§ Work instruction: Your result should be the lines holding the word "wealth", copied from the entries below.

[Stored data entries]
::::::::::
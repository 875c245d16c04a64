//! Topic taxonomy: immutable topic → keyword/phrase configuration.
//!
//! A taxonomy is built once, validated, and shared read-only by every
//! detector. Tests substitute minimal taxonomies through [`TopicTaxonomy::new`].

use serde::{Deserialize, Serialize};
use std::collections::{BTreeMap, BTreeSet};
use std::path::Path;

use polis_common::{Error, Result, ResultExt};

use super::matcher::TermMatcher;

/// Definition of one political topic.
#[derive(Debug, Clone, Serialize, Deserialize)]
pub struct TopicDefinition {
    pub id: String,
    #[serde(default)]
    pub keywords: Vec<String>,
    /// Multi-word phrases, weighted higher than keywords
    #[serde(default)]
    pub phrases: Vec<String>,
    /// Ids of narrower topics in the same taxonomy
    #[serde(default)]
    pub subtopics: Vec<String>,
}

impl TopicDefinition {
    pub fn new(id: &str, keywords: &[&str], phrases: &[&str]) -> Self {
        Self {
            id: id.to_string(),
            keywords: keywords.iter().map(|s| (*s).to_string()).collect(),
            phrases: phrases.iter().map(|s| (*s).to_string()).collect(),
            subtopics: Vec::new(),
        }
    }

    pub fn with_subtopics(mut self, subtopics: &[&str]) -> Self {
        self.subtopics = subtopics.iter().map(|s| (*s).to_string()).collect();
        self
    }
}

#[derive(Debug, Deserialize, Serialize)]
struct TaxonomyFile {
    topics: Vec<TopicDefinition>,
}

#[derive(Debug, Clone)]
pub(crate) struct CompiledTopic {
    pub(crate) definition: TopicDefinition,
    pub(crate) matcher: TermMatcher,
}

/// Validated, compiled topic taxonomy.
#[derive(Debug, Clone)]
pub struct TopicTaxonomy {
    topics: Vec<CompiledTopic>,
    index: BTreeMap<String, usize>,
}

impl TopicTaxonomy {
    /// Build a taxonomy, rejecting duplicate ids, topics without terms, and
    /// sub-topic references to unknown ids.
    pub fn new(definitions: Vec<TopicDefinition>) -> Result<Self> {
        let mut index = BTreeMap::new();
        for (i, def) in definitions.iter().enumerate() {
            if def.id.trim().is_empty() {
                return Err(Error::Validation("topic with empty id".to_string()));
            }
            if index.insert(def.id.clone(), i).is_some() {
                return Err(Error::Validation(format!("duplicate topic id \"{}\"", def.id)));
            }
        }

        let mut topics = Vec::with_capacity(definitions.len());
        for def in definitions {
            for sub in &def.subtopics {
                if !index.contains_key(sub) {
                    return Err(Error::Validation(format!(
                        "topic \"{}\" lists unknown sub-topic \"{sub}\"",
                        def.id
                    )));
                }
                if *sub == def.id {
                    return Err(Error::Validation(format!(
                        "topic \"{}\" lists itself as a sub-topic",
                        def.id
                    )));
                }
            }

            let matcher = TermMatcher::new(&def.keywords, &def.phrases)
                .context(format!("topic \"{}\"", def.id))?;
            if matcher.is_empty() {
                return Err(Error::Validation(format!("topic \"{}\" has no terms", def.id)));
            }
            topics.push(CompiledTopic {
                definition: def,
                matcher,
            });
        }

        Ok(Self { topics, index })
    }

    /// Parse a taxonomy from JSON:
    /// `{ "topics": [ { "id", "keywords", "phrases", "subtopics" } ] }`.
    pub fn from_json(json: &str) -> Result<Self> {
        let file: TaxonomyFile = serde_json::from_str(json)?;
        Self::new(file.topics)
    }

    /// Load a taxonomy file.
    pub fn load(path: &Path) -> Result<Self> {
        let content = std::fs::read_to_string(path)
            .context(format!("reading taxonomy {}", path.display()))?;
        Self::from_json(&content).context(format!("loading taxonomy {}", path.display()))
    }

    /// The built-in political taxonomy.
    pub fn builtin() -> Result<Self> {
        Self::new(builtin_topics())
    }

    pub fn len(&self) -> usize {
        self.topics.len()
    }

    pub fn is_empty(&self) -> bool {
        self.topics.is_empty()
    }

    pub fn contains(&self, id: &str) -> bool {
        self.index.contains_key(id)
    }

    pub fn get(&self, id: &str) -> Option<&TopicDefinition> {
        self.index.get(id).map(|i| &self.topics[*i].definition)
    }

    /// Sub-topic ids of a topic; empty for unknown ids.
    pub fn subtopics_of(&self, id: &str) -> &[String] {
        self.get(id).map(|d| d.subtopics.as_slice()).unwrap_or(&[])
    }

    /// Topic ids in definition order.
    pub fn ids(&self) -> impl Iterator<Item = &str> {
        self.topics.iter().map(|t| t.definition.id.as_str())
    }

    pub(crate) fn compiled(&self) -> &[CompiledTopic] {
        &self.topics
    }

    /// Every id reachable from `id` through sub-topic links, excluding `id`.
    pub fn descendants_of(&self, id: &str) -> BTreeSet<String> {
        let mut seen = BTreeSet::new();
        let mut stack: Vec<&str> = self.subtopics_of(id).iter().map(String::as_str).collect();
        while let Some(next) = stack.pop() {
            if next != id && seen.insert(next.to_string()) {
                stack.extend(self.subtopics_of(next).iter().map(String::as_str));
            }
        }
        seen
    }
}

fn builtin_topics() -> Vec<TopicDefinition> {
    vec![
        TopicDefinition::new(
            "healthcare",
            &[
                "healthcare", "medicare", "medicaid", "obamacare", "insurance", "hospital",
                "prescription",
            ],
            &[
                "health care", "single payer", "public option", "affordable care act",
                "drug prices", "universal healthcare",
            ],
        ),
        TopicDefinition::new(
            "economy",
            &["economy", "inflation", "recession", "gdp", "markets", "jobs", "deficit", "debt"],
            &[
                "interest rates", "federal reserve", "cost of living", "economic growth",
                "free market",
            ],
        )
        .with_subtopics(&["taxation", "labor", "business"]),
        TopicDefinition::new(
            "taxation",
            &["tax", "taxation", "irs", "deductions", "loopholes"],
            &[
                "tax cuts", "tax the rich", "wealth tax", "income tax", "capital gains", "flat tax",
                "wealth redistribution",
            ],
        ),
        TopicDefinition::new(
            "labor",
            &["union", "workers", "wages", "strike", "unemployment", "labor"],
            &[
                "minimum wage", "living wage", "collective bargaining", "right to work",
                "working class",
            ],
        ),
        TopicDefinition::new(
            "business",
            &[
                "business", "entrepreneurs", "startups", "corporations", "industry",
                "privatization", "competition",
            ],
            &["small business", "private sector", "free enterprise", "key industries"],
        ),
        TopicDefinition::new(
            "immigration",
            &[
                "immigration", "immigrants", "asylum", "deportation", "border", "refugees",
                "citizenship",
            ],
            &[
                "border wall", "illegal immigration", "path to citizenship", "border security",
                "sanctuary cities",
            ],
        ),
        TopicDefinition::new(
            "climate",
            &["climate", "emissions", "renewables", "fossil", "carbon", "pollution", "environment"],
            &[
                "climate change", "global warming", "green new deal", "carbon tax", "clean energy",
                "paris agreement",
            ],
        ),
        TopicDefinition::new(
            "criminal_justice",
            &["police", "policing", "prison", "incarceration", "crime", "sentencing"],
            &[
                "criminal justice", "law and order", "defund the police", "mass incarceration",
                "death penalty",
            ],
        ),
        TopicDefinition::new(
            "guns",
            &["guns", "firearms", "nra", "rifles", "handguns"],
            &[
                "gun control", "second amendment", "background checks", "assault weapons",
                "gun rights",
            ],
        ),
        TopicDefinition::new(
            "education",
            &["education", "schools", "teachers", "curriculum", "students", "tuition"],
            &[
                "student loans", "school choice", "public schools", "charter schools",
                "free college",
            ],
        ),
        TopicDefinition::new(
            "civil_rights",
            &["discrimination", "equality", "racism", "lgbtq", "segregation"],
            &[
                "civil rights", "voting rights", "racial justice", "same-sex marriage",
                "equal protection",
            ],
        )
        .with_subtopics(&["reproductive_rights"]),
        TopicDefinition::new(
            "reproductive_rights",
            &["abortion", "contraception", "pro-choice", "pro-life"],
            &["roe v wade", "reproductive rights", "planned parenthood", "right to life"],
        ),
        TopicDefinition::new(
            "religion",
            &["church", "faith", "christian", "religious", "prayer", "secular"],
            &["religious liberty", "separation of church and state", "judeo-christian values"],
        ),
        TopicDefinition::new(
            "foreign_policy",
            &["military", "nato", "sanctions", "diplomacy", "war", "troops", "allies"],
            &["foreign policy", "foreign aid", "national security", "trade war", "united nations"],
        ),
        TopicDefinition::new(
            "elections",
            &["election", "ballot", "voters", "gerrymandering", "campaign", "candidates"],
            &[
                "electoral college", "voter id", "mail-in ballots", "campaign finance",
                "term limits",
            ],
        ),
        TopicDefinition::new(
            "technology_privacy",
            &["privacy", "surveillance", "encryption", "censorship", "antitrust"],
            &["big tech", "data privacy", "free speech", "section 230", "net neutrality"],
        ),
    ]
}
::::::::::
§ Exercise result:
                "tax cuts", "tax the rich", "wealth tax", "income tax", "capital gains", "flat tax",
                "wealth redistribution",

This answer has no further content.